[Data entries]
··········

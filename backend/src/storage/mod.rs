//! # Storage Module
//!
//! Persistence for the LittleSteps backend. Domain services depend only on
//! the traits in [`traits`]; the SQLite repositories are wired in at startup.
//!
//! ## Layout
//!
//! - **traits.rs** - storage abstractions, one per aggregate
//! - **sqlite/** - SQLx-backed implementations and connection handling
//! - **seed.rs** - default milestone, tip and article catalog
//!
//! Timestamps are stored as sortable RFC 3339 UTC strings, dates as
//! `YYYY-MM-DD`, and structured values (log payloads, preferences, tags) as
//! JSON text.

pub mod seed;
pub mod sqlite;
pub mod traits;

pub use sqlite::DbConnection;
pub use traits::*;
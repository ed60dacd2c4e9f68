//! HTTP mapping for domain errors.
//!
//! Every failed request answers with `{"error": CODE, "message": text}`.
//! Internal failures are logged with their cause and reach the client only as
//! "Internal server error".

use axum::http::StatusCode;
use axum::response::{IntoResponse, Response};
use axum::Json;
use shared::ErrorResponse;
use tracing::error;

use crate::domain::error::DomainError;

pub type ApiResult<T> = Result<T, ApiError>;

#[derive(Debug)]
pub struct ApiError(pub DomainError);

impl ApiError {
    pub fn status(&self) -> StatusCode {
        match &self.0 {
            DomainError::NotFound(_) => StatusCode::NOT_FOUND,
            DomainError::Validation(_) => StatusCode::BAD_REQUEST,
            DomainError::Unauthorized(_) => StatusCode::UNAUTHORIZED,
            DomainError::Internal(_) => StatusCode::INTERNAL_SERVER_ERROR,
        }
    }

    fn code(&self) -> &'static str {
        match &self.0 {
            DomainError::NotFound(_) => "NOT_FOUND",
            DomainError::Validation(_) => "VALIDATION_ERROR",
            DomainError::Unauthorized(_) => "UNAUTHORIZED",
            DomainError::Internal(_) => "INTERNAL_ERROR",
        }
    }

    fn client_message(&self) -> String {
        match &self.0 {
            DomainError::Internal(cause) => {
                error!(error = ?cause, "Request failed with internal error");
                "Internal server error".to_string()
            }
            other => other.to_string(),
        }
    }
}

impl From<DomainError> for ApiError {
    fn from(err: DomainError) -> Self {
        ApiError(err)
    }
}

impl From<anyhow::Error> for ApiError {
    fn from(err: anyhow::Error) -> Self {
        ApiError(DomainError::Internal(err))
    }
}

impl IntoResponse for ApiError {
    fn into_response(self) -> Response {
        let body = ErrorResponse {
            error: self.code().to_string(),
            message: self.client_message(),
        };
        (self.status(), Json(body)).into_response()
    }
}
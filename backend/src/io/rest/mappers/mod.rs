pub mod child_mapper;
pub mod content_mapper;
pub mod milestone_mapper;
pub mod tracking_mapper;
pub mod user_mapper;

pub use child_mapper::ChildMapper;
pub use content_mapper::ContentMapper;
pub use milestone_mapper::MilestoneMapper;
pub use tracking_mapper::TrackingMapper;
pub use user_mapper::UserMapper;
/// A milestone achieved by a specific child
#[derive(Debug, Clone, PartialEq, Serialize, Deserialize)]
#[serde(rename_all = "camelCase")]
pub struct Milestone {
    pub id: String,
    pub child_id: String,
    pub template_id: Option<String>,
    pub category: MilestoneCategory,
    pub title: String,
    pub description: Option<String>,
    pub achieved_at: Option<String>,
    pub notes: Option<String>,
    pub photo_url: Option<String>,
    pub created_at: String,
    pub updated_at: String,
    /// Embedded template, present when the milestone was logged from the catalog
    #[serde(default, skip_serializing_if = "Option::is_none")]
    pub template: Option<MilestoneTemplate>,
}

#[derive(Debug, Clone, PartialEq, Serialize, Deserialize)]
#[serde(rename_all = "camelCase")]
pub struct CreateMilestoneRequest {
    #[serde(default)]
    pub template_id: Option<String>,
    pub category: MilestoneCategory,
    pub title: String,
    #[serde(default)]
    pub description: Option<String>,
    #[serde(default)]
    pub achieved_at: Option<String>,
    #[serde(default)]
    pub notes: Option<String>,
    #[serde(default)]
    pub photo_url: Option<String>,
}

#[derive(Debug, Clone, Default, PartialEq, Serialize, Deserialize)]
#[serde(rename_all = "camelCase")]
pub struct AchieveMilestoneRequest {
    #[serde(default)]
    pub achieved_at: Option<String>,
    #[serde(default)]
    pub notes: Option<String>,
    #[serde(default)]
    pub photo_url: Option<String>,
}

#[derive(Debug, Clone, Copy, PartialEq, Eq, Serialize, Deserialize)]
#[serde(rename_all = "camelCase")]
pub struct MilestoneProgress {
    pub achieved: u32,
    pub total: u32,
    pub percentage: u32,
    pub age_months: u32,
}

#[derive(Debug, Clone, Default, Deserialize)]
pub struct TemplateQuery {
    pub category: Option<String>,
}

// ---------------------------------------------------------------------------
// Tracking
// ---------------------------------------------------------------------------

#[derive(Debug, Clone, PartialEq, Serialize, Deserialize)]
#[serde(rename_all = "camelCase")]
pub struct GrowthRecord {
    pub id: String,
    pub child_id: String,
    pub height_cm: Option<f64>,
    pub weight_kg: Option<f64>,
    pub head_circumference_cm: Option<f64>,
    pub recorded_at: String,
    pub notes: Option<String>,
    pub created_at: String,
}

··········

- REQUIRED ACTION -
Please write out the records from above, keeping every line exact.

- OUTPUT FOR THIS TASK -
filename backend/src/storage/mod.rs
//! # Storage Module
//!
//! Persistence for the LittleSteps backend. Domain services depend only on
//! the traits in [`traits`]; the SQLite repositories are wired in at startup.
//!
//! ## Layout
//!
//! - **traits.rs** - storage abstractions, one per aggregate
//! - **sqlite/** - SQLx-backed implementations and connection handling
//! - **seed.rs** - default milestone, tip and article catalog
//!
//! Timestamps are stored as sortable RFC 3339 UTC strings, dates as
//! `YYYY-MM-DD`, and structured values (log payloads, preferences, tags) as
//! JSON text.

pub mod seed;
pub mod sqlite;
pub mod traits;

pub use sqlite::DbConnection;
pub use traits::*;
repository ed60dacd2c4e9f68
//! HTTP mapping for domain errors.
//!
//! Every failed request answers with `{"error": CODE, "message": text}`.
//! Internal failures are logged with their cause and reach the client only as
//! "Internal server error".

use axum::http::StatusCode;
use axum::response::{IntoResponse, Response};
use axum::Json;
use shared::ErrorResponse;
use tracing::error;

use crate::domain::error::DomainError;

pub type ApiResult<T> = Result<T, ApiError>;

#[derive(Debug)]
pub struct ApiError(pub DomainError);

impl ApiError {
    pub fn status(&self) -> StatusCode {
        match &self.0 {
            DomainError::NotFound(_) => StatusCode::NOT_FOUND,
            DomainError::Validation(_) => StatusCode::BAD_REQUEST,
            DomainError::Unauthorized(_) => StatusCode::UNAUTHORIZED,
            DomainError::Internal(_) => StatusCode::INTERNAL_SERVER_ERROR,
        }
    }

    fn code(&self) -> &'static str {
        match &self.0 {
            DomainError::NotFound(_) => "NOT_FOUND",
            DomainError::Validation(_) => "VALIDATION_ERROR",
            DomainError::Unauthorized(_) => "UNAUTHORIZED",
            DomainError::Internal(_) => "INTERNAL_ERROR",
        }
    }

    fn client_message(&self) -> String {
        match &self.0 {
            DomainError::Internal(cause) => {
                error!(error = ?cause, "Request failed with internal error");
                "Internal server error".to_string()
            }
            other => other.to_string(),
        }
    }
}

impl From<DomainError> for ApiError {
    fn from(err: DomainError) -> Self {
        ApiError(err)
    }
}

impl From<anyhow::Error> for ApiError {
    fn from(err: anyhow::Error) -> Self {
        ApiError(DomainError::Internal(err))
    }
}

impl IntoResponse for ApiError {
    fn into_response(self) -> Response {
        let body = ErrorResponse {
            error: self.code().to_string(),
            message: self.client_message(),
        };
        (self.status(), Json(body)).into_response()
    }
}
filename backend/src/io/rest/mappers/mod.rs
pub mod child_mapper;
pub mod content_mapper;
pub mod milestone_mapper;
pub mod tracking_mapper;
pub mod user_mapper;

pub use child_mapper::ChildMapper;
pub use content_mapper::ContentMapper;
pub use milestone_mapper::MilestoneMapper;
pub use tracking_mapper::TrackingMapper;
pub use user_mapper::UserMapper;
/// A milestone achieved by a specific child
#[derive(Debug, Clone, PartialEq, Serialize, Deserialize)]
#[serde(rename_all = "camelCase")]
pub struct Milestone {
    pub id: String,
    pub child_id: String,
    pub template_id: Option<String>,
    pub category: MilestoneCategory,
    pub title: String,
    pub description: Option<String>,
    pub achieved_at: Option<String>,
    pub notes: Option<String>,
    pub photo_url: Option<String>,
    pub created_at: String,
    pub updated_at: String,
    /// Embedded template, present when the milestone was logged from the catalog
    #[serde(default, skip_serializing_if = "Option::is_none")]
    pub template: Option<MilestoneTemplate>,
}

#[derive(Debug, Clone, PartialEq, Serialize, Deserialize)]
#[serde(rename_all = "camelCase")]
pub struct CreateMilestoneRequest {
    #[serde(default)]
    pub template_id: Option<String>,
    pub category: MilestoneCategory,
    pub title: String,
    #[serde(default)]
    pub description: Option<String>,
    #[serde(default)]
    pub achieved_at: Option<String>,
    #[serde(default)]
    pub notes: Option<String>,
    #[serde(default)]
    pub photo_url: Option<String>,
}

#[derive(Debug, Clone, Default, PartialEq, Serialize, Deserialize)]
#[serde(rename_all = "camelCase")]
pub struct AchieveMilestoneRequest {
    #[serde(default)]
    pub achieved_at: Option<String>,
    #[serde(default)]
    pub notes: Option<String>,
    #[serde(default)]
    pub photo_url: Option<String>,
}

#[derive(Debug, Clone, Copy, PartialEq, Eq, Serialize, Deserialize)]
#[serde(rename_all = "camelCase")]
pub struct MilestoneProgress {
    pub achieved: u32,
    pub total: u32,
    pub percentage: u32,
    pub age_months: u32,
}

#[derive(Debug, Clone, Default, Deserialize)]
pub struct TemplateQuery {
    pub category: Option<String>,
}

// ---------------------------------------------------------------------------
// Tracking
// ---------------------------------------------------------------------------

#[derive(Debug, Clone, PartialEq, Serialize, Deserialize)]
#[serde(rename_all = "camelCase")]
pub struct GrowthRecord {
    pub id: String,
    pub child_id: String,
    pub height_cm: Option<f64>,
    pub weight_kg: Option<f64>,
    pub head_circumference_cm: Option<f64>,
    pub recorded_at: String,
    pub notes: Option<String>,
    pub created_at: String,
}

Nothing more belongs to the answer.